- [What is required]: List each line of the data that holds the word "which".

- [Records for processing]:

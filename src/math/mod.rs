//!
//! Utilities
//!
//!
use crate::errors::{Error, Result};

pub(crate) mod consts {
    //!
    //! Define constants
    //!

    // Note that TAU is 2*PI
    // see https://doc.rust-lang.org/std/f64/consts/constant.TAU.html
    pub(crate) use std::f64::consts::{FRAC_PI_2, FRAC_PI_4, PI, TAU};

    // Was defined in proj4js for preventing divergence
    // of Mollweide algorithm
    pub(crate) const EPS_10: f64 = 1.0e-10;

    // Other value of epsilon used
    pub(crate) const EPS_12: f64 = 1.0e-12;

    // Other value of epsilon used
    pub(crate) const EPS_7: f64 = 1.0e-7;

    // Threshold below which an ellipsoid is considered a sphere
    pub(crate) const EPSLN: f64 = 1.0e-10;

    // XXX float has excessive precision
    //pub const SEC_TO_RAD: f64 = 4.84813681109535993589914102357e-6;
    pub(crate) const SEC_TO_RAD: f64 = 4.848_136_811_095_36e-6;
}

// Redefinition of mathematical functions
//
// Some of these functions have been redefined for various reasons.
//
// Note that proj redefines ln1p (i.e ln(1+x)), while rust relies on the
// platform native (libm) implementation; we stick to the native
// implementation of `ln_1p` here.
//
// The same goes for hypot: we stick to the native implementation.

//  ----------
//  asinh
//  ---------
//
// rust's stdlib defines asinh as (self.abs() + ((self*self)+1.0).sqrt()).ln().copysign(self),
// which can overflow for very large |x|. We use hypot instead, which handles that case.
#[inline]
pub fn asinh(x: f64) -> f64 {
    (x.abs() + 1.0f64.hypot(x)).ln().copysign(x)
}

mod aasincos;
mod adjlon;
mod auth;
mod gauss;
mod mlfn;
mod msfn;
mod phi2;
mod qsfn;
mod tsfn;

pub(crate) use aasincos::{aacos, aasin, aatan2, asqrt};
pub(crate) use adjlon::adjlon;
pub(crate) use auth::{authlat, authset};
pub(crate) use gauss::{gauss, gauss_ini, inv_gauss, Gauss};
pub(crate) use mlfn::{enfn, inv_mlfn, mlfn, Enfn};
pub(crate) use msfn::msfn;
pub(crate) use phi2::phi2;
pub(crate) use qsfn::qsfn;
pub(crate) use tsfn::tsfn;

- [Result for this task]:
    // Threshold below which an ellipsoid is considered a sphere
// which can overflow for very large |x|. We use hypot instead, which handles that case.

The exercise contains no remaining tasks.